◆ Problem description ◆
Reproduce every line of the material, exactly as given.

◆ Data in this exercise ◆
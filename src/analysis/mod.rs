pub mod spike_detector;
pub mod symbol_selector;

pub use spike_detector::detect;
pub use symbol_selector::select_symbols;
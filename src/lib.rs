#![allow(clippy::collapsible_if)]

// Core modules
pub mod analysis;
pub mod config;
pub mod data;
pub mod domain;
pub mod engine;
pub mod report;
pub mod utils;

use std::path::PathBuf;

use anyhow::Result;
// CLI argument parsing
use clap::Parser;

use crate::config::{SCAN, ScanConfig};
use crate::report::{ConsoleNotifier, Notifier, Report, TelegramNotifier};

pub use analysis::{detect, select_symbols};
pub use data::{BinanceProvider, MarketDataProvider};
pub use domain::{Candle, Market, SpikeMatch, Timeframe};
pub use engine::{Scanner, run_scan};

/// Every option can also be set through the environment variable shown in `--help`.
#[derive(Parser, Debug, Clone)]
#[command(author, version, about, long_about = None)]
pub struct Cli {
    /// Exchange to scan
    #[arg(long, env = "EXCHANGE", default_value = SCAN.exchange)]
    pub exchange: String,

    /// Quote currency of the pairs to scan
    #[arg(long, env = "QUOTE", default_value = SCAN.quote)]
    pub quote: String,

    /// Candle timeframe, e.g. 15m, 1h, 4h, 1d
    #[arg(long, env = "TIMEFRAME", default_value = SCAN.timeframe)]
    pub timeframe: String,

    /// Candles fetched per symbol
    #[arg(long, env = "LIMIT", default_value_t = SCAN.limit)]
    pub limit: u32,

    /// Candles before the latest one that form the volume baseline
    #[arg(long, env = "VOL_LOOKBACK", default_value_t = SCAN.vol_lookback)]
    pub vol_lookback: usize,

    /// Required ratio of latest volume to baseline volume
    #[arg(long, env = "VOL_MULTIPLIER", default_value_t = SCAN.vol_multiplier)]
    pub vol_multiplier: f64,

    /// Largest close-to-close change still counted as early (0.03 = 3%)
    #[arg(
        long,
        env = "PRICE_MAX_CHANGE",
        default_value_t = SCAN.price_max_change,
        allow_hyphen_values = true
    )]
    pub price_max_change: f64,

    /// Maximum number of pairs to scan
    #[arg(long, env = "MAX_MARKETS", default_value_t = SCAN.max_markets)]
    pub max_markets: usize,

    /// Where matches are written as CSV
    #[arg(long, env = "CSV_OUT", default_value = SCAN.csv_out)]
    pub csv_out: PathBuf,

    #[arg(long, env = "TELEGRAM_TOKEN", hide_env_values = true)]
    pub telegram_token: Option<String>,

    #[arg(long, env = "CHAT_ID")]
    pub chat_id: Option<String>,

    /// Whole-hour UTC offset used to display bar times
    #[arg(
        long,
        env = "DISPLAY_UTC_OFFSET_HOURS",
        default_value_t = SCAN.display_utc_offset_hours,
        allow_hyphen_values = true
    )]
    pub display_utc_offset_hours: i32,

    /// Pause after this many symbols (0 disables)
    #[arg(long, env = "THROTTLE_EVERY", default_value_t = SCAN.throttle_every)]
    pub throttle_every: usize,

    #[arg(long, env = "THROTTLE_PAUSE_MS", default_value_t = SCAN.throttle_pause_ms)]
    pub throttle_pause_ms: u64,
}

/// Entry point for the binary: builds the collaborators from `config` and runs one scan.
pub async fn run(config: ScanConfig) -> Result<Report> {
    let provider = data::provider_for(&config.exchange)?;

    let notifier: Box<dyn Notifier> = match &config.telegram {
        Some(creds) => Box::new(TelegramNotifier::new(creds.clone())),
        None => {
            log::warn!("Telegram settings missing; the report goes to the console only.");
            Box::new(ConsoleNotifier)
        }
    };

    run_scan(&config, provider.as_ref(), notifier.as_ref()).await
}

◆ Result of this task ◆
filename src/analysis/mod.rs
pub mod spike_detector;
pub mod symbol_selector;

pub use spike_detector::detect;
pub use symbol_selector::select_symbols;
filename src/lib.rs
#![allow(clippy::collapsible_if)]

// Core modules
pub mod analysis;
pub mod config;
pub mod data;
pub mod domain;
pub mod engine;
pub mod report;
pub mod utils;

use std::path::PathBuf;

use anyhow::Result;
// CLI argument parsing
use clap::Parser;

use crate::config::{SCAN, ScanConfig};
use crate::report::{ConsoleNotifier, Notifier, Report, TelegramNotifier};

pub use analysis::{detect, select_symbols};
pub use data::{BinanceProvider, MarketDataProvider};
pub use domain::{Candle, Market, SpikeMatch, Timeframe};
pub use engine::{Scanner, run_scan};

/// Every option can also be set through the environment variable shown in `--help`.
#[derive(Parser, Debug, Clone)]
#[command(author, version, about, long_about = None)]
pub struct Cli {
    /// Exchange to scan
    #[arg(long, env = "EXCHANGE", default_value = SCAN.exchange)]
    pub exchange: String,

    /// Quote currency of the pairs to scan
    #[arg(long, env = "QUOTE", default_value = SCAN.quote)]
    pub quote: String,

    /// Candle timeframe, e.g. 15m, 1h, 4h, 1d
    #[arg(long, env = "TIMEFRAME", default_value = SCAN.timeframe)]
    pub timeframe: String,

    /// Candles fetched per symbol
    #[arg(long, env = "LIMIT", default_value_t = SCAN.limit)]
    pub limit: u32,

    /// Candles before the latest one that form the volume baseline
    #[arg(long, env = "VOL_LOOKBACK", default_value_t = SCAN.vol_lookback)]
    pub vol_lookback: usize,

    /// Required ratio of latest volume to baseline volume
    #[arg(long, env = "VOL_MULTIPLIER", default_value_t = SCAN.vol_multiplier)]
    pub vol_multiplier: f64,

    /// Largest close-to-close change still counted as early (0.03 = 3%)
    #[arg(
        long,
        env = "PRICE_MAX_CHANGE",
        default_value_t = SCAN.price_max_change,
        allow_hyphen_values = true
    )]
    pub price_max_change: f64,

    /// Maximum number of pairs to scan
    #[arg(long, env = "MAX_MARKETS", default_value_t = SCAN.max_markets)]
    pub max_markets: usize,

    /// Where matches are written as CSV
    #[arg(long, env = "CSV_OUT", default_value = SCAN.csv_out)]
    pub csv_out: PathBuf,

    #[arg(long, env = "TELEGRAM_TOKEN", hide_env_values = true)]
    pub telegram_token: Option<String>,

    #[arg(long, env = "CHAT_ID")]
    pub chat_id: Option<String>,

    /// Whole-hour UTC offset used to display bar times
    #[arg(
        long,
        env = "DISPLAY_UTC_OFFSET_HOURS",
        default_value_t = SCAN.display_utc_offset_hours,
        allow_hyphen_values = true
    )]
    pub display_utc_offset_hours: i32,

    /// Pause after this many symbols (0 disables)
    #[arg(long, env = "THROTTLE_EVERY", default_value_t = SCAN.throttle_every)]
    pub throttle_every: usize,

    #[arg(long, env = "THROTTLE_PAUSE_MS", default_value_t = SCAN.throttle_pause_ms)]
    pub throttle_pause_ms: u64,
}

/// Entry point for the binary: builds the collaborators from `config` and runs one scan.
pub async fn run(config: ScanConfig) -> Result<Report> {
    let provider = data::provider_for(&config.exchange)?;

    let notifier: Box<dyn Notifier> = match &config.telegram {
        Some(creds) => Box::new(TelegramNotifier::new(creds.clone())),
        None => {
            log::warn!("Telegram settings missing; the report goes to the console only.");
            Box::new(ConsoleNotifier)
        }
    };

    run_scan(&config, provider.as_ref(), notifier.as_ref()).await
}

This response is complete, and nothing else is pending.